Winning. Does it matter?
Sports day at school has changed over the years, there has been a shift in the zeitgeist, there are no losers any more, only winners. There are no wooden spoons, no taunting of the red faced urchin puffing and panting as he appears minutes after his peers. I have yet to see an individual medal given out at any sports day I have only witnessed winning teams that are made to applaud the losers. It is fair to say that there is little reason to encourage too much competitiveness as unless your child has a glaringly obvious talent, they will gain as much from winning as they do from losing. That is life for all non-professional athletes so you might as well get used to it as a child.
The obvious exception to the 'why bother?' rule is the parents 100m sprint.

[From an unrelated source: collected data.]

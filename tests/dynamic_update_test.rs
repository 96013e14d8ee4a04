mod common;

use bifrost::BifrostError;
use bifrost::dynamic_update::{TsigKeyStore, UpdateBatcher};
use bifrost::record::{Record, RecordType};
use bifrost::server::CommandOutput;
use common::MockRunner;
use std::sync::Arc;
use tempfile::TempDir;

fn batcher(runner: Arc<MockRunner>, dir: &TempDir) -> UpdateBatcher {
    let config = common::test_config(dir.path());
    UpdateBatcher::new(runner, "nsupdate", "127.0.0.1", 53, config.key_file)
}

fn a_record(i: usize) -> Record {
    Record::new(format!("host{}", i), RecordType::A, format!("192.0.2.{}", i + 1), 3600)
}

#[tokio::test]
async fn test_bulk_create_accounting() {
    let dir = TempDir::new().unwrap();
    let runner = MockRunner::new();
    let batcher = batcher(runner.clone(), &dir);

    let mut records: Vec<Record> = (0..23).map(a_record).collect();
    records[3] = Record::new("bad", RecordType::A, "127.0.0.1", 3600);
    records[17] = Record::new("@", RecordType::CNAME, "www.example.com.", 3600);

    let result = batcher.bulk_create("example.com", &records).await.unwrap();

    assert_eq!(result.success_count + result.failed_count, records.len());
    assert_eq!(result.failed_count, 2);
    assert_eq!(result.success_count, 21);
    assert_eq!(result.successful_records.len(), 21);
    assert_eq!(result.failed_records.len(), 2);
    assert_eq!(result.errors.len(), 2);

    // 23 records in batches of 10
    let calls = runner.invocations_of("nsupdate");
    assert_eq!(calls.len(), 3);
    assert_eq!(calls[0].args, vec!["-k".to_string(), dir.path().join("ddns.key").display().to_string()]);

    let first = calls[0].stdin.as_deref().unwrap();
    assert!(first.starts_with("server 127.0.0.1 53\nzone example.com.\n"));
    assert!(first.ends_with("send\n"));
    assert_eq!(first.matches("update add").count(), 9);
    assert!(!first.contains("bad.example.com."));
    assert!(first.contains("update add host0.example.com. 3600 A 192.0.2.1\n"));
}

#[tokio::test]
async fn test_failed_transaction_fails_whole_batch() {
    let dir = TempDir::new().unwrap();
    let runner = MockRunner::new();
    runner.push("nsupdate", CommandOutput::ok(""));
    runner.push("nsupdate", CommandOutput::failed(2, "update failed: REFUSED\n"));

    let batcher = batcher(runner.clone(), &dir).with_batch_size(4);
    let mut records: Vec<Record> = (0..10).map(a_record).collect();
    records[5] = Record::new("bad", RecordType::A, "0.0.0.0", 3600);

    let result = batcher.bulk_create("example.com", &records).await.unwrap();

    assert_eq!(result.total(), 10);
    // Batch 2 carried records 4, 6 and 7; record 5 failed validation
    assert_eq!(result.failed_count, 4);
    assert_eq!(result.success_count, 6);

    let refused: Vec<_> = result
        .failed_records
        .iter()
        .filter(|f| f.reason == "update failed: REFUSED")
        .map(|f| f.record.name.clone())
        .collect();
    assert_eq!(refused, vec!["host4", "host6", "host7"]);

    let invalid = result
        .failed_records
        .iter()
        .find(|f| f.record.name == "bad")
        .unwrap();
    assert!(invalid.reason.starts_with("value:"));

    assert!(result.successful_records.iter().any(|r| r.name == "host9"));
}

#[tokio::test]
async fn test_spawn_error_fails_batch() {
    let dir = TempDir::new().unwrap();
    let runner = MockRunner::new();
    runner.push_spawn_error("nsupdate", "No such file or directory");

    let batcher = batcher(runner.clone(), &dir);
    let records: Vec<Record> = (0..3).map(a_record).collect();
    let result = batcher.bulk_create("example.com", &records).await.unwrap();

    assert_eq!(result.failed_count, 3);
    assert!(result.failed_records[0].reason.contains("No such file or directory"));
}

#[tokio::test]
async fn test_missing_key_file_runs_nothing() {
    let dir = TempDir::new().unwrap();
    let runner = MockRunner::new();
    let batcher = UpdateBatcher::new(
        runner.clone(),
        "nsupdate",
        "127.0.0.1",
        53,
        dir.path().join("missing.key"),
    );

    let result = batcher.bulk_create("example.com", &[a_record(1)]).await;
    assert!(matches!(result, Err(BifrostError::Configuration(_))));

    let result = batcher.upsert("example.com", &a_record(1)).await;
    assert!(matches!(result, Err(BifrostError::Configuration(_))));

    assert!(runner.invocations().is_empty());
}

#[tokio::test]
async fn test_upsert_replaces_rrset() {
    let dir = TempDir::new().unwrap();
    let runner = MockRunner::new();
    let batcher = batcher(runner.clone(), &dir);

    let record = Record::mx("@", 10, "mail", 3600);
    batcher.upsert("example.com", &record).await.unwrap();

    let calls = runner.invocations_of("nsupdate");
    assert_eq!(
        calls[0].stdin.as_deref().unwrap(),
        "server 127.0.0.1 53\n\
         zone example.com.\n\
         update delete example.com. MX\n\
         update add example.com. 3600 MX 10 mail.example.com.\n\
         send\n"
    );
}

#[tokio::test]
async fn test_single_operations() {
    let dir = TempDir::new().unwrap();
    let runner = MockRunner::new();
    let batcher = batcher(runner.clone(), &dir);

    batcher
        .add("example.com", &Record::new("www", RecordType::A, "192.0.2.10", 300))
        .await
        .unwrap();
    batcher
        .delete_value("example.com", &Record::new("www", RecordType::A, "192.0.2.9", 300))
        .await
        .unwrap();
    batcher
        .delete("example.com", "old", &RecordType::TXT)
        .await
        .unwrap();

    let scripts: Vec<String> = runner
        .invocations_of("nsupdate")
        .into_iter()
        .filter_map(|i| i.stdin)
        .collect();
    assert!(scripts[0].contains("update add www.example.com. 300 A 192.0.2.10\n"));
    assert!(!scripts[0].contains("update delete"));
    assert!(scripts[1].contains("update delete www.example.com. A 192.0.2.9\n"));
    assert!(scripts[2].contains("update delete old.example.com. TXT\n"));
}

#[tokio::test]
async fn test_invalid_single_record_names_record() {
    let dir = TempDir::new().unwrap();
    let runner = MockRunner::new();
    let batcher = batcher(runner.clone(), &dir);

    let err = batcher
        .upsert("example.com", &Record::new("@", RecordType::CNAME, "target.example.com.", 3600))
        .await
        .unwrap_err();

    match err {
        BifrostError::Validation { record, source } => {
            assert_eq!(record, "@ CNAME");
            assert_eq!(source.field, "name");
        }
        other => panic!("unexpected error {:?}", other),
    }
    assert!(runner.invocations().is_empty());
}

#[tokio::test]
async fn test_single_transaction_error_is_verbatim() {
    let dir = TempDir::new().unwrap();
    let runner = MockRunner::new();
    runner.push("nsupdate", CommandOutput::failed(2, "update failed: NOTAUTH(BADKEY)\n"));
    let batcher = batcher(runner.clone(), &dir);

    let err = batcher.add("example.com", &a_record(1)).await.unwrap_err();
    assert!(matches!(err, BifrostError::Transaction(msg) if msg == "update failed: NOTAUTH(BADKEY)"));
}

#[tokio::test]
async fn test_bulk_update_and_delete() {
    let dir = TempDir::new().unwrap();
    let runner = MockRunner::new();
    let batcher = batcher(runner.clone(), &dir);

    let records = vec![
        Record::new("www", RecordType::A, "192.0.2.1", 3600),
        Record::new("api", RecordType::A, "192.0.2.2", 3600),
    ];
    let result = batcher.bulk_update("example.com", &records).await.unwrap();
    assert_eq!(result.success_count, 2);

    // Deletes check the owner name only
    let doomed = vec![
        Record::new("www", RecordType::A, "not an address", 3600),
        Record::new("@", RecordType::CNAME, "", 3600),
    ];
    let result = batcher.bulk_delete("example.com", &doomed).await.unwrap();
    assert_eq!(result.success_count, 2);
    assert_eq!(result.failed_count, 0);

    let scripts: Vec<String> = runner
        .invocations_of("nsupdate")
        .into_iter()
        .filter_map(|i| i.stdin)
        .collect();
    assert_eq!(scripts.len(), 2);
    assert_eq!(scripts[0].matches("update delete").count(), 2);
    assert_eq!(scripts[0].matches("update add").count(), 2);
    assert!(scripts[1].contains("update delete www.example.com. A\n"));
    assert!(scripts[1].contains("update delete example.com. CNAME\n"));
    assert!(!scripts[1].contains("update add"));
}

#[tokio::test]
async fn test_empty_input() {
    let dir = TempDir::new().unwrap();
    let runner = MockRunner::new();
    let batcher = batcher(runner.clone(), &dir);

    let result = batcher.bulk_create("example.com", &[]).await.unwrap();
    assert_eq!(result.total(), 0);
    assert!(runner.invocations().is_empty());
}

#[tokio::test]
async fn test_delete_names_cannot_smuggle_commands() {
    let dir = TempDir::new().unwrap();
    let runner = MockRunner::new();
    let batcher = batcher(runner.clone(), &dir);

    let doomed = vec![
        Record::new("www\nupdate delete example.com. NS", RecordType::A, "", 3600),
        Record::new("api", RecordType::A, "", 3600),
    ];
    let result = batcher.bulk_delete("example.com", &doomed).await.unwrap();
    assert_eq!(result.failed_count, 1);
    assert_eq!(result.success_count, 1);
    assert!(result.failed_records[0].reason.starts_with("name:"));

    let err = batcher
        .delete("example.com", "old\nsend", &RecordType::TXT)
        .await
        .unwrap_err();
    assert!(matches!(err, BifrostError::Validation { ref source, .. } if source.field == "name"));

    let err = batcher
        .delete_value(
            "example.com",
            &Record::new("www", RecordType::TXT, "x\"\nupdate add evil.example.com. 60 A 192.0.2.66\n\"", 300),
        )
        .await
        .unwrap_err();
    assert!(matches!(err, BifrostError::Validation { ref source, .. } if source.field == "value"));

    let err = batcher
        .delete("example.com\nupdate delete", "www", &RecordType::A)
        .await
        .unwrap_err();
    assert!(matches!(err, BifrostError::Validation { ref source, .. } if source.field == "zone"));

    let scripts: Vec<String> = runner
        .invocations_of("nsupdate")
        .into_iter()
        .filter_map(|i| i.stdin)
        .collect();
    assert_eq!(scripts.len(), 1);
    assert_eq!(scripts[0].lines().count(), 4);
    assert!(!scripts[0].contains("NS"));
}

#[tokio::test]
async fn test_txt_with_newline_never_sent() {
    let dir = TempDir::new().unwrap();
    let runner = MockRunner::new();
    let batcher = batcher(runner.clone(), &dir);

    let record = Record::new(
        "www",
        RecordType::TXT,
        "hello\nupdate delete example.com. NS",
        300,
    );
    let err = batcher.upsert("example.com", &record).await.unwrap_err();
    assert!(matches!(err, BifrostError::Validation { ref source, .. } if source.field == "value"));

    let result = batcher.bulk_create("example.com", &[record]).await.unwrap();
    assert_eq!(result.failed_count, 1);
    assert!(runner.invocations().is_empty());
}

#[tokio::test]
async fn test_absolute_apex_cname_rejected() {
    let dir = TempDir::new().unwrap();
    let runner = MockRunner::new();
    let batcher = batcher(runner.clone(), &dir);

    let apex = Record::new("example.com.", RecordType::CNAME, "target.example.net.", 3600);
    let err = batcher.upsert("example.com", &apex).await.unwrap_err();
    assert!(matches!(err, BifrostError::Validation { ref source, .. } if source.field == "name"));

    let records = vec![
        Record::new("EXAMPLE.COM.", RecordType::CNAME, "target.example.net.", 3600),
        Record::new("www.example.com.", RecordType::CNAME, "target.example.net.", 3600),
    ];
    let result = batcher.bulk_create("example.com", &records).await.unwrap();
    assert_eq!(result.failed_count, 1);
    assert_eq!(result.success_count, 1);
    assert_eq!(result.failed_records[0].record.name, "EXAMPLE.COM.");

    let scripts: Vec<String> = runner
        .invocations_of("nsupdate")
        .into_iter()
        .filter_map(|i| i.stdin)
        .collect();
    assert_eq!(scripts.len(), 1);
    assert!(scripts[0].contains("update add www.example.com. 3600 CNAME target.example.net.\n"));
}

#[tokio::test]
async fn test_accepted_transaction_marks_key_used() {
    let dir = TempDir::new().unwrap();
    let key_dir = dir.path().join("keys");
    common::store_key(&key_dir, "ddns-key");

    let runner = MockRunner::new();
    runner.push("nsupdate", CommandOutput::failed(2, "update failed: REFUSED\n"));
    let store = Arc::new(
        TsigKeyStore::new(runner.clone(), "tsig-keygen", &key_dir)
            .with_key_file(dir.path().join("ddns.key"), "ddns-key"),
    );
    let batcher = batcher(runner.clone(), &dir).with_key_store(store.clone());

    assert!(batcher.add("example.com", &a_record(1)).await.is_err());
    assert!(store.get("ddns-key").await.unwrap().last_used.is_none());

    batcher.add("example.com", &a_record(1)).await.unwrap();
    assert!(store.get("ddns-key").await.unwrap().last_used.is_some());
}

I have never seen such shame and glory dished out in 20 seconds. If your child is in a comprehensive junior school then the likelihood is that there will be a range of shapes, sizes and ages of the parents. It is not an exaggeration to say that some of the runners will be old enough to be the parents of some of the other runners.
The last race I saw resulted to two causalities. As they lined up I saw gentlemen in their early forties, dressed in chords and sandals, glasses in hand, standing alongside fleet footed youths, dressed in full tracksuits, trainers pumped up, who had not long left school themselves. One of these young men's biceps outweighed the entire mass of the elder competitors. And the whistle blew. The elder runners started surprising well but this turned out to be ill advised. The younger more powerful individuals charged to catch up but there was not enough room to go around so they went over. With one slight push of his mighty arm the eventual winner knocked two challengers over leaving then face down in the dirt. A child looked on in dismay, the strongest man in the world, his dad, had been vanquished, flattened with ease. Another child stood chest puffed out as his dad bounded over the finish line. The children may have had to clap their peers when they lost but there was no such conduct for the felled runners. There was only pointing and howls of laughter.